Saved data entries:
★ ★ ★ ★ ★

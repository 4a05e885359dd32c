use std::ops::{Deref, DerefMut};

use log::debug;

use super::analysis::{SpectrumAnalysis, SpectrumStatistic};
use super::engine::modified_power_spectrum;
use crate::distance::PowerLawStatistic;
use crate::error::Result;
use crate::field::map::ensure_same_shape;
use crate::field::{FieldHeader, Map2};
use crate::fit::FitResult;

/// Modified velocity centroids: the power spectrum of the centroid map with
/// the line-width contribution removed.
#[derive(Clone, Debug)]
pub struct Mvc {
    centroid: Map2,
    moment0: Map2,
    linewidth: Map2,
    analysis: SpectrumAnalysis,
}

impl Mvc {
    /// All three maps must share a shape. NaNs are replaced with each map's
    /// minimum finite value.
    pub fn new(
        mut centroid: Map2,
        mut moment0: Map2,
        mut linewidth: Map2,
        header: FieldHeader,
    ) -> Result<Self> {
        ensure_same_shape(&centroid, &moment0)?;
        ensure_same_shape(&centroid, &linewidth)?;
        centroid.fill_nans_with_min();
        moment0.fill_nans_with_min();
        linewidth.fill_nans_with_min();
        Ok(Self {
            centroid,
            moment0,
            linewidth,
            analysis: SpectrumAnalysis::new(header),
        })
    }

    /// Weight every map by its inverse-variance error map before the
    /// spectrum is taken.
    pub fn weighted_by_error(
        maps: [&Map2; 3],
        errors: [&Map2; 3],
        header: FieldHeader,
    ) -> Result<Self> {
        let weight = |m: &Map2, e: &Map2| m.zip_map(e, |v, err| v / (err * err));
        let centroid = weight(maps[0], errors[0])?;
        let moment0 = weight(maps[1], errors[1])?;
        let linewidth = weight(maps[2], errors[2])?;
        debug!("Mvc: weighting centroid, moment0 and line width by inverse variance");
        Self::new(centroid, moment0, linewidth, header)
    }

    pub fn centroid(&self) -> &Map2 {
        &self.centroid
    }

    pub fn moment0(&self) -> &Map2 {
        &self.moment0
    }

    pub fn linewidth(&self) -> &Map2 {
        &self.linewidth
    }
}

impl SpectrumStatistic for Mvc {
    fn analysis(&self) -> &SpectrumAnalysis {
        &self.analysis
    }

    fn analysis_mut(&mut self) -> &mut SpectrumAnalysis {
        &mut self.analysis
    }

    fn compute_pspec(&mut self) -> Result<&Map2> {
        let ps = modified_power_spectrum(&self.centroid, &self.moment0, &self.linewidth)?;
        self.analysis.set_ps2d(ps);
        self.analysis.ps2d()
    }
}

impl Deref for Mvc {
    type Target = SpectrumAnalysis;

    fn deref(&self) -> &SpectrumAnalysis {
        &self.analysis
    }
}

impl DerefMut for Mvc {
    fn deref_mut(&mut self) -> &mut SpectrumAnalysis {
        &mut self.analysis
    }
}

impl PowerLawStatistic for Mvc {
    fn power_law_fit(&self) -> Result<&FitResult> {
        self.analysis.fit()
    }
}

★ ★ ★ ★ ★

The complete data is to be transcribed verbatim.

repository 4a05e885359dd32c
use std::ops::{Deref, DerefMut};

use log::debug;

use super::analysis::{SpectrumAnalysis, SpectrumStatistic};
use super::engine::modified_power_spectrum;
use crate::distance::PowerLawStatistic;
use crate::error::Result;
use crate::field::map::ensure_same_shape;
use crate::field::{FieldHeader, Map2};
use crate::fit::FitResult;

/// Modified velocity centroids: the power spectrum of the centroid map with
/// the line-width contribution removed.
#[derive(Clone, Debug)]
pub struct Mvc {
    centroid: Map2,
    moment0: Map2,
    linewidth: Map2,
    analysis: SpectrumAnalysis,
}

impl Mvc {
    /// All three maps must share a shape. NaNs are replaced with each map's
    /// minimum finite value.
    pub fn new(
        mut centroid: Map2,
        mut moment0: Map2,
        mut linewidth: Map2,
        header: FieldHeader,
    ) -> Result<Self> {
        ensure_same_shape(&centroid, &moment0)?;
        ensure_same_shape(&centroid, &linewidth)?;
        centroid.fill_nans_with_min();
        moment0.fill_nans_with_min();
        linewidth.fill_nans_with_min();
        Ok(Self {
            centroid,
            moment0,
            linewidth,
            analysis: SpectrumAnalysis::new(header),
        })
    }

    /// Weight every map by its inverse-variance error map before the
    /// spectrum is taken.
    pub fn weighted_by_error(
        maps: [&Map2; 3],
        errors: [&Map2; 3],
        header: FieldHeader,
    ) -> Result<Self> {
        let weight = |m: &Map2, e: &Map2| m.zip_map(e, |v, err| v / (err * err));
        let centroid = weight(maps[0], errors[0])?;
        let moment0 = weight(maps[1], errors[1])?;
        let linewidth = weight(maps[2], errors[2])?;
        debug!("Mvc: weighting centroid, moment0 and line width by inverse variance");
        Self::new(centroid, moment0, linewidth, header)
    }

    pub fn centroid(&self) -> &Map2 {
        &self.centroid
    }

    pub fn moment0(&self) -> &Map2 {
        &self.moment0
    }

    pub fn linewidth(&self) -> &Map2 {
        &self.linewidth
    }
}

impl SpectrumStatistic for Mvc {
    fn analysis(&self) -> &SpectrumAnalysis {
        &self.analysis
    }

    fn analysis_mut(&mut self) -> &mut SpectrumAnalysis {
        &mut self.analysis
    }

    fn compute_pspec(&mut self) -> Result<&Map2> {
        let ps = modified_power_spectrum(&self.centroid, &self.moment0, &self.linewidth)?;
        self.analysis.set_ps2d(ps);
        self.analysis.ps2d()
    }
}

impl Deref for Mvc {
    type Target = SpectrumAnalysis;

    fn deref(&self) -> &SpectrumAnalysis {
        &self.analysis
    }
}

impl DerefMut for Mvc {
    fn deref_mut(&mut self) -> &mut SpectrumAnalysis {
        &mut self.analysis
    }
}

impl PowerLawStatistic for Mvc {
    fn power_law_fit(&self) -> Result<&FitResult> {
        self.analysis.fit()
    }
}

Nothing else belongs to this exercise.